Forscher rätseln inzwischen darüber, ob mehr als Fehlinformationen und rechte Propaganda dahintersteckt, wenn Stars derart abrutschen. Sie bringen auch Enttäuschungsgefühle bei nachlassendem Erfolg und die Aufmerksamkeitsökonomie der (Sozialen) Medien ins Spiel. Das Auffallen um jeden Preis wirkt erbärmlich, kann sich aber bezahlt machen. So schaffte es MADONNA, durch das Teilen eines Videos mit verschwörungsideologischen Inhalten auf Instagram gleichzeitig sich wieder ins Gerede zu bringen, aber durch schnelle Reaktion auf den sich anbahnenden Shitstorm als nicht rechts zu markieren. Dieses Hop-On-Hop-Off bei Hype Trains ist die aktuelle Masche vieler Influencer.
Bei manchen Stars scheinen zu rechten Gedanken und zum Provokationsmarketing auch noch psychische Krankheiten zu kommen. Bekanntestes Beispiel ist Rapper KANYE WEST (YE). Der Milliardär hatte schon in den 2000ern Antirassismus mit Verschwörungstheorien verbunden. Nun fällt er immer wieder mit antisemitischen und rassistischen Provokationen im Alt-Right-Stil auf. Seine öffentlich präsentierte Unterstützung für Ex-US-Präsident Donald Trump dürfte dafür den Wendepunkt markiert haben. Die Trump-Fans bilden in den USA die dortige Coronaleugner-Bewegung und tauschen sich im Forum „Parler“ aus, das West jetzt kaufen will.
Eine weitere Rolle bei Wests Seitenwechsel könnte die postmoderne Theorie des Postkolonialismus gespielt haben. Deren Vertreter betreiben seit Jahren einen revisionistischen „Historikerstreit 2.0“, mit dem sie den Holocaust seiner Singularität berauben wollen, indem sie ihn als Teil des Kolonialismus darstellen. Auf diese Weise lassen sich etwa die Palästinenser als heutige koloniale Opfer Israels umdeuten, wobei als „Juden“ gedachte Israelis einseitig zu Tätern werden.
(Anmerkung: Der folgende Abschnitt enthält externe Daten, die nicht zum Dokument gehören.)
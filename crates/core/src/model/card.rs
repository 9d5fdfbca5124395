use serde::{Deserialize, Serialize};
use thiserror::Error;

use crate::model::ids::CardId;

//
// ─── ERRORS ───────────────────────────────────────────────────────────────────
//

#[derive(Debug, Error, Clone, PartialEq, Eq)]
#[non_exhaustive]
pub enum CardError {
    #[error("card prompt is empty")]
    EmptyPrompt,
    #[error("card answer is empty")]
    EmptyAnswer,
}

//
// ─── STUDY CARD ───────────────────────────────────────────────────────────────
//

/// Front/back study item as exchanged with the backend and the local cache.
///
/// Freshly generated cards use `question`/`answer`; cards saved to the library
/// come back as `frontText`/`backText`, sometimes alongside the generated
/// names. Any mix deserializes and the card always
/// serializes in the generated shape.
#[derive(Debug, Clone, PartialEq, Eq, Serialize, Deserialize)]
#[serde(from = "CardWire")]
pub struct StudyCard {
    #[serde(rename = "_id", skip_serializing_if = "Option::is_none")]
    pub id: Option<CardId>,
    #[serde(rename = "question")]
    pub prompt: String,
    pub answer: String,
    pub favorited: bool,
    #[serde(skip_serializing_if = "Vec::is_empty")]
    pub tags: Vec<String>,
}

/// Every card shape the backends send. A missing side becomes an empty string,
/// which [`CardDraft::from_card`] refuses to save.
#[derive(Deserialize)]
#[serde(rename_all = "camelCase")]
struct CardWire {
    #[serde(rename = "_id")]
    mongo_id: Option<CardId>,
    id: Option<CardId>,
    question: Option<String>,
    answer: Option<String>,
    front_text: Option<String>,
    back_text: Option<String>,
    favorited: Option<bool>,
    tags: Option<Vec<String>>,
}

fn first_non_empty(preferred: Option<String>, fallback: Option<String>) -> String {
    preferred
        .filter(|text| !text.is_empty())
        .or(fallback)
        .unwrap_or_default()
}

impl From<CardWire> for StudyCard {
    fn from(wire: CardWire) -> Self {
        Self {
            id: wire.mongo_id.or(wire.id),
            prompt: first_non_empty(wire.question, wire.front_text),
            answer: first_non_empty(wire.answer, wire.back_text),
            favorited: wire.favorited.unwrap_or(false),
            tags: wire.tags.unwrap_or_default(),
        }
    }
}

impl StudyCard {
    #[must_use]
    pub fn new(prompt: impl Into<String>, answer: impl Into<String>) -> Self {
        Self {
            id: None,
            prompt: prompt.into(),
            answer: answer.into(),
            favorited: false,
            tags: Vec::new(),
        }
    }

    #[must_use]
    pub fn with_id(mut self, id: CardId) -> Self {
        self.id = Some(id);
        self
    }

    /// True once the backend has assigned an id.
    #[must_use]
    pub fn is_saved(&self) -> bool {
        self.id.is_some()
    }
}

//
// ─── SAVE PAYLOAD ─────────────────────────────────────────────────────────────
//

/// Payload for saving a card into the user's library.
#[derive(Debug, Clone, PartialEq, Eq, Serialize)]
#[serde(rename_all = "camelCase")]
pub struct CardDraft {
    pub front_text: String,
    pub back_text: String,
    pub tags: Vec<String>,
}

impl CardDraft {
    /// Build a save payload from a card, trimming both sides.
    ///
    /// # Errors
    ///
    /// Returns `CardError::EmptyPrompt` or `CardError::EmptyAnswer` for blank text.
    pub fn from_card(card: &StudyCard) -> Result<Self, CardError> {
        let front_text = card.prompt.trim();
        if front_text.is_empty() {
            return Err(CardError::EmptyPrompt);
        }
        let back_text = card.answer.trim();
        if back_text.is_empty() {
            return Err(CardError::EmptyAnswer);
        }
        Ok(Self {
            front_text: front_text.to_owned(),
            back_text: back_text.to_owned(),
            tags: card.tags.clone(),
        })
    }
}
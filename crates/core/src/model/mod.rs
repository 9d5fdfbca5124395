mod card;
mod carousel;
mod ids;
mod progress;
mod question;
mod score;
mod session;
mod settings;
mod source;
mod user;

pub use card::{CardDraft, CardError, StudyCard};
pub use carousel::{Carousel, Direction};
pub use ids::{CardId, QuestionId};
pub use progress::{ProgressEntry, ProgressReport};
pub use question::{MIN_OPTIONS, Question};
pub use score::{QuestionOutcome, ScoredResult};
pub use session::{QuizError, QuizProgress, QuizSession};
pub use settings::{
    ClientSettings, ClientSettingsDraft, ClientSettingsError, DEFAULT_API_BASE_URL,
    DEFAULT_QUESTION_COUNT, DEFAULT_QUIZ_BASE_URL, MAX_QUESTION_COUNT,
};
pub use source::{CardSource, CardSourceParseError, SourcePlan};
pub use user::UserProfile;
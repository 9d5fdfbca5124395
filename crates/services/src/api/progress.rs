use async_trait::async_trait;
use reqwest::StatusCode;
use tracing::{debug, instrument};

use quiz_core::model::ProgressReport;

use super::{HttpApi, ProgressApi};
use crate::error::ApiError;

#[async_trait]
impl ProgressApi for HttpApi {
    #[instrument(skip_all)]
    async fn progress(&self, token: &str) -> Result<Option<ProgressReport>, ApiError> {
        let request = self.client.get(self.quiz_url("/api/progress"));
        let response = self.authorized(request, token).send().await?;
        let status = response.status();
        if status == StatusCode::UNAUTHORIZED {
            return Err(ApiError::Unauthorized);
        }
        if !status.is_success() {
            debug!(%status, "no progress available");
            return Ok(None);
        }
        Ok(Some(response.json().await?))
    }
}

#[cfg(test)]
mod tests {
    use super::*;
    use crate::config::ApiConfig;
    use wiremock::matchers::{method, path};
    use wiremock::{Mock, MockServer, ResponseTemplate};

    #[tokio::test]
    async fn reads_progress_report() {
        let server = MockServer::start().await;
        Mock::given(method("GET"))
            .and(path("/api/progress"))
            .respond_with(ResponseTemplate::new(200).set_body_json(serde_json::json!({
                "totalReviewed": 4,
                "correctAnswers": 3,
                "byDate": [{"date": "2024-05-01T08:30:00Z", "correct": 3, "total": 4}]
            })))
            .mount(&server)
            .await;

        let api = HttpApi::new(ApiConfig::single_host(server.uri())).unwrap();
        let report = api.progress("tok").await.unwrap().unwrap();
        assert_eq!(report.correct_answers, 3);
        assert_eq!(report.by_date.len(), 1);
    }

    #[tokio::test]
    async fn date_only_entries_do_not_fail_the_report() {
        let server = MockServer::start().await;
        Mock::given(method("GET"))
            .and(path("/api/progress"))
            .respond_with(ResponseTemplate::new(200).set_body_json(serde_json::json!({
                "totalReviewed": 4,
                "correctAnswers": 3,
                "byDate": [{"date": "2024-05-01", "correct": 3, "total": 4}]
            })))
            .mount(&server)
            .await;

        let api = HttpApi::new(ApiConfig::single_host(server.uri())).unwrap();
        let report = api.progress("tok").await.unwrap().unwrap();
        assert_eq!(report.total_reviewed, 4);
        assert!(report.by_date[0].date.is_some());
    }

    #[tokio::test]
    async fn not_found_means_no_progress_yet() {
        let server = MockServer::start().await;
        Mock::given(method("GET"))
            .and(path("/api/progress"))
            .respond_with(ResponseTemplate::new(404))
            .mount(&server)
            .await;

        let api = HttpApi::new(ApiConfig::single_host(server.uri())).unwrap();
        assert_eq!(api.progress("tok").await.unwrap(), None);
    }
}
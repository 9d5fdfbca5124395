use std::sync::Arc;

use quiz_core::model::{CardDraft, StudyCard};
use storage::LocalCache;
use tracing::{info, instrument};

use crate::api::{FlashcardApi, GenerateCardsRequest};
use crate::auth_service::require_token;
use crate::error::{ApiError, CardLibraryError};

pub const DEFAULT_LANGUAGE: &str = "en";

/// Generates cards from text, browses them, and saves them to the library.
#[derive(Clone)]
pub struct CardLibraryService {
    api: Arc<dyn FlashcardApi>,
    cache: LocalCache,
}

impl CardLibraryService {
    #[must_use]
    pub fn new(api: Arc<dyn FlashcardApi>, cache: LocalCache) -> Self {
        Self { api, cache }
    }

    /// Generate cards from study text and cache them as the current generated set.
    ///
    /// # Errors
    ///
    /// Returns `CardLibraryError::EmptyText` for blank input, `Auth` without a login,
    /// and API or storage errors otherwise.
    #[instrument(skip(self, text), fields(chars = text.len()))]
    pub async fn generate(
        &self,
        text: &str,
        language: Option<&str>,
    ) -> Result<Vec<StudyCard>, CardLibraryError> {
        let text = text.trim();
        if text.is_empty() {
            return Err(CardLibraryError::EmptyText);
        }
        let token = require_token(&self.cache).await?;
        let request = GenerateCardsRequest {
            text: text.to_owned(),
            language: language
                .map(str::trim)
                .filter(|lang| !lang.is_empty())
                .unwrap_or(DEFAULT_LANGUAGE)
                .to_owned(),
        };

        let cards = self.api.generate_cards(&token, &request).await?;
        self.cache.store_generated_cards(&cards).await?;
        info!(count = cards.len(), "generated cards cached");
        Ok(cards)
    }

    /// Cards to browse: the cached generated set, else the saved library.
    ///
    /// # Errors
    ///
    /// Returns `Auth` when the library is needed without a login, and API or storage errors.
    pub async fn browse(&self) -> Result<Vec<StudyCard>, CardLibraryError> {
        let cached = self.cache.generated_cards().await?;
        if !cached.is_empty() {
            return Ok(cached);
        }
        let token = require_token(&self.cache).await?;
        Ok(self.api.list_cards(&token).await?)
    }

    /// Save every cached generated card and return how many the backend created.
    ///
    /// # Errors
    ///
    /// Returns `CardLibraryError::NothingToSave` when nothing is cached, `Card` for
    /// a blank card, and auth, API, or storage errors.
    #[instrument(skip(self))]
    pub async fn save_all(&self) -> Result<usize, CardLibraryError> {
        let cards = self.cache.generated_cards().await?;
        if cards.is_empty() {
            return Err(CardLibraryError::NothingToSave);
        }
        let drafts = cards
            .iter()
            .map(CardDraft::from_card)
            .collect::<Result<Vec<_>, _>>()?;
        let token = require_token(&self.cache).await?;

        let response = self.api.save_many(&token, &drafts).await?;
        let count = response
            .created_count
            .or_else(|| (!response.created.is_empty()).then_some(response.created.len()))
            .unwrap_or(drafts.len());
        info!(count, "saved generated cards");
        Ok(count)
    }

    /// Save one cached generated card; the cached entry is replaced by the saved record.
    ///
    /// # Errors
    ///
    /// Returns `CardOutOfRange`, `AlreadySaved`, `Card`, and auth, API, or storage errors.
    #[instrument(skip(self))]
    pub async fn save_one(&self, index: usize) -> Result<StudyCard, CardLibraryError> {
        let mut cards = self.cache.generated_cards().await?;
        let len = cards.len();
        let card = cards
            .get(index)
            .ok_or(CardLibraryError::CardOutOfRange { index, len })?;
        if card.is_saved() {
            return Err(CardLibraryError::AlreadySaved);
        }
        let draft = CardDraft::from_card(card)?;
        let token = require_token(&self.cache).await?;

        let response = self.api.save_many(&token, &[draft]).await?;
        let saved = response
            .created
            .into_iter()
            .next()
            .ok_or(ApiError::MalformedResponse("created"))?;
        cards[index] = saved.clone();
        self.cache.store_generated_cards(&cards).await?;
        info!(id = ?saved.id, "card saved");
        Ok(saved)
    }

    /// Toggle the favorite flag on a saved card, updating `card` and any cached copy.
    ///
    /// # Errors
    ///
    /// Returns `CardLibraryError::NotSaved` for cards without an id, and auth, API,
    /// or storage errors.
    #[instrument(skip_all, fields(id = ?card.id))]
    pub async fn toggle_favorite(&self, card: &mut StudyCard) -> Result<bool, CardLibraryError> {
        let id = card.id.clone().ok_or(CardLibraryError::NotSaved)?;
        let token = require_token(&self.cache).await?;
        let favorited = self.api.toggle_favorite(&token, &id).await?;
        card.favorited = favorited;

        let mut cached = self.cache.generated_cards().await?;
        let mut touched = false;
        for entry in cached.iter_mut().filter(|entry| entry.id.as_ref() == Some(&id)) {
            entry.favorited = favorited;
            touched = true;
        }
        if touched {
            self.cache.store_generated_cards(&cached).await?;
        }
        Ok(favorited)
    }
}
use chrono::{DateTime, Utc};

/// Where quiz attempts read "now" from. Tests pin it with [`Clock::Fixed`] so
/// start and submit times are reproducible.
#[derive(Debug, Clone, Copy, Default)]
pub enum Clock {
    #[default]
    System,
    Fixed(DateTime<Utc>),
}

impl Clock {
    #[must_use]
    pub fn system() -> Self {
        Self::System
    }

    #[must_use]
    pub fn fixed(at: DateTime<Utc>) -> Self {
        Self::Fixed(at)
    }

    #[must_use]
    pub fn now(&self) -> DateTime<Utc> {
        match self {
            Clock::System => Utc::now(),
            Clock::Fixed(at) => *at,
        }
    }
}

/// Unix seconds for [`fixed_now`] (2023-11-14T22:13:20Z).
pub const FIXED_TEST_TIMESTAMP: i64 = 1_700_000_000;

/// # Panics
///
/// Panics if the fixed timestamp cannot be represented.
#[must_use]
pub fn fixed_now() -> DateTime<Utc> {
    DateTime::<Utc>::from_timestamp(FIXED_TEST_TIMESTAMP, 0)
        .expect("fixed timestamp should be valid")
}
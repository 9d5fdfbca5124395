use std::sync::{Arc, Mutex};

use async_trait::async_trait;
use quiz_core::model::{
    CardDraft, CardId, CardSource, Question, QuizError, SourcePlan, StudyCard, UserProfile,
};
use quiz_core::time::fixed_now;
use services::api::{FlashcardApi, GenerateCardsRequest, QuizGenerator, SaveManyResponse};
use services::{ApiError, CardSourceError, CardSourceService, Clock, QuizService, QuizServiceError};
use storage::repository::Storage;

#[derive(Default)]
struct FakeBackend {
    library: Vec<StudyCard>,
    quiz: Vec<Question>,
    fail_generation: bool,
    generate_calls: Mutex<Vec<(usize, u32)>>,
    list_calls: Mutex<usize>,
}

#[async_trait]
impl FlashcardApi for FakeBackend {
    async fn list_cards(&self, _token: &str) -> Result<Vec<StudyCard>, ApiError> {
        *self.list_calls.lock().unwrap() += 1;
        Ok(self.library.clone())
    }

    async fn generate_cards(
        &self,
        _token: &str,
        _request: &GenerateCardsRequest,
    ) -> Result<Vec<StudyCard>, ApiError> {
        Ok(Vec::new())
    }

    async fn save_many(
        &self,
        _token: &str,
        _drafts: &[CardDraft],
    ) -> Result<SaveManyResponse, ApiError> {
        Ok(SaveManyResponse::default())
    }

    async fn toggle_favorite(&self, _token: &str, _id: &CardId) -> Result<bool, ApiError> {
        Ok(true)
    }
}

#[async_trait]
impl QuizGenerator for FakeBackend {
    async fn generate_quiz(
        &self,
        _token: &str,
        cards: &[StudyCard],
        count: u32,
    ) -> Result<Vec<Question>, ApiError> {
        self.generate_calls.lock().unwrap().push((cards.len(), count));
        if self.fail_generation {
            return Err(ApiError::MalformedResponse("quiz"));
        }
        Ok(self.quiz.clone())
    }
}

fn sample_quiz() -> Vec<Question> {
    vec![
        Question::new("2+2?", ["3", "4", "5"], 1),
        Question::new("Capital of France?", ["Berlin", "Paris", "Rome"], 1),
    ]
}

async fn signed_in_storage() -> Storage {
    let storage = Storage::in_memory();
    storage
        .cache
        .store_login("tok", &UserProfile::default())
        .await
        .unwrap();
    storage
}

fn quiz_service(storage: &Storage, backend: Arc<FakeBackend>, clock: Clock) -> QuizService {
    let source = CardSourceService::new(backend.clone(), storage.cache.clone());
    QuizService::new(clock, source, backend, storage.cache.clone(), 5)
}

#[tokio::test]
async fn quiz_from_cached_cards_runs_to_a_score() {
    let storage = signed_in_storage().await;
    storage
        .cache
        .store_generated_cards(&[StudyCard::new("2+2?", "4"), StudyCard::new("France?", "Paris")])
        .await
        .unwrap();
    let backend = Arc::new(FakeBackend {
        quiz: sample_quiz(),
        ..FakeBackend::default()
    });
    let service = quiz_service(&storage, backend.clone(), Clock::fixed(fixed_now()));

    let mut run = service.start(CardSource::Generated, Some(2)).await.unwrap();
    assert_eq!(run.source(), SourcePlan::UseCache);
    assert_eq!(*backend.list_calls.lock().unwrap(), 0);
    assert_eq!(backend.generate_calls.lock().unwrap().as_slice(), &[(2, 2)]);

    let session = run.session_mut();
    session.record_answer(0, 1).unwrap();
    session.next();
    session.record_current(0).unwrap();

    let summary = run.submit();
    assert_eq!(summary.result.total, 2);
    assert_eq!(summary.result.correct, 1);
    assert_eq!(summary.started_at, fixed_now());

    // retry keeps the questions and clears answers
    run.retry();
    assert_eq!(run.session().cursor(), 0);
    assert!(run.session().answers().is_empty());
    assert_eq!(run.session().questions(), sample_quiz().as_slice());
}

#[tokio::test]
async fn empty_cache_falls_back_to_library() {
    let storage = signed_in_storage().await;
    let backend = Arc::new(FakeBackend {
        library: vec![StudyCard::new("Q", "A").with_id(CardId::new("c1"))],
        quiz: sample_quiz(),
        ..FakeBackend::default()
    });
    let service = quiz_service(&storage, backend.clone(), Clock::fixed(fixed_now()));

    let run = service.start(CardSource::Generated, None).await.unwrap();
    assert_eq!(run.source(), SourcePlan::FetchRemote { fallback: true });
    assert_eq!(*backend.list_calls.lock().unwrap(), 1);
    // default count applies when none is given
    assert_eq!(backend.generate_calls.lock().unwrap()[0].1, 5);
}

#[tokio::test]
async fn no_cards_anywhere_skips_generation() {
    let storage = signed_in_storage().await;
    let backend = Arc::new(FakeBackend::default());
    let service = quiz_service(&storage, backend.clone(), Clock::fixed(fixed_now()));

    let err = service.start(CardSource::Saved, Some(3)).await.unwrap_err();
    assert!(matches!(
        err,
        QuizServiceError::Source(CardSourceError::NoCardsAvailable {
            requested: CardSource::Saved
        })
    ));
    assert!(backend.generate_calls.lock().unwrap().is_empty());
}

#[tokio::test]
async fn generator_failure_builds_no_session() {
    let storage = signed_in_storage().await;
    storage
        .cache
        .store_generated_cards(&[StudyCard::new("Q", "A")])
        .await
        .unwrap();
    let backend = Arc::new(FakeBackend {
        fail_generation: true,
        ..FakeBackend::default()
    });
    let service = quiz_service(&storage, backend, Clock::fixed(fixed_now()));

    let err = service.start(CardSource::Generated, Some(1)).await.unwrap_err();
    assert!(matches!(err, QuizServiceError::Generation(_)));
}

#[tokio::test]
async fn empty_or_malformed_quiz_is_rejected() {
    let storage = signed_in_storage().await;
    storage
        .cache
        .store_generated_cards(&[StudyCard::new("Q", "A")])
        .await
        .unwrap();

    let empty = Arc::new(FakeBackend::default());
    let err = quiz_service(&storage, empty, Clock::fixed(fixed_now()))
        .start(CardSource::Generated, Some(1))
        .await
        .unwrap_err();
    assert!(matches!(err, QuizServiceError::Quiz(QuizError::NoQuestions)));

    let malformed = Arc::new(FakeBackend {
        quiz: vec![Question::new("x", ["only"], 0)],
        ..FakeBackend::default()
    });
    let err = quiz_service(&storage, malformed, Clock::fixed(fixed_now()))
        .start(CardSource::Generated, Some(1))
        .await
        .unwrap_err();
    assert!(matches!(
        err,
        QuizServiceError::Quiz(QuizError::TooFewOptions { question: 0, len: 1 })
    ));
}

#[tokio::test]
async fn library_quiz_requires_login() {
    let storage = Storage::in_memory();
    let backend = Arc::new(FakeBackend {
        library: vec![StudyCard::new("Q", "A")],
        quiz: sample_quiz(),
        ..FakeBackend::default()
    });
    let service = quiz_service(&storage, backend, Clock::fixed(fixed_now()));

    let err = service.start(CardSource::Saved, None).await.unwrap_err();
    assert!(matches!(
        err,
        QuizServiceError::Source(CardSourceError::Auth(services::AuthError::NotLoggedIn))
    ));
}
Schon 2011 setzte West im Song „Who Gon Stop Me“ den Holocaust mit der rassistischen Unterdrückung der Schwarzen in den USA gleich. Im Januar 2022 schlug auch Schauspielerin Whoopy Goldberg in die gleiche Kerbe, als sie in einer Show erklärte, man könne den Holocaust nicht rassistisch nennen, weil ja Juden nicht schwarz seien.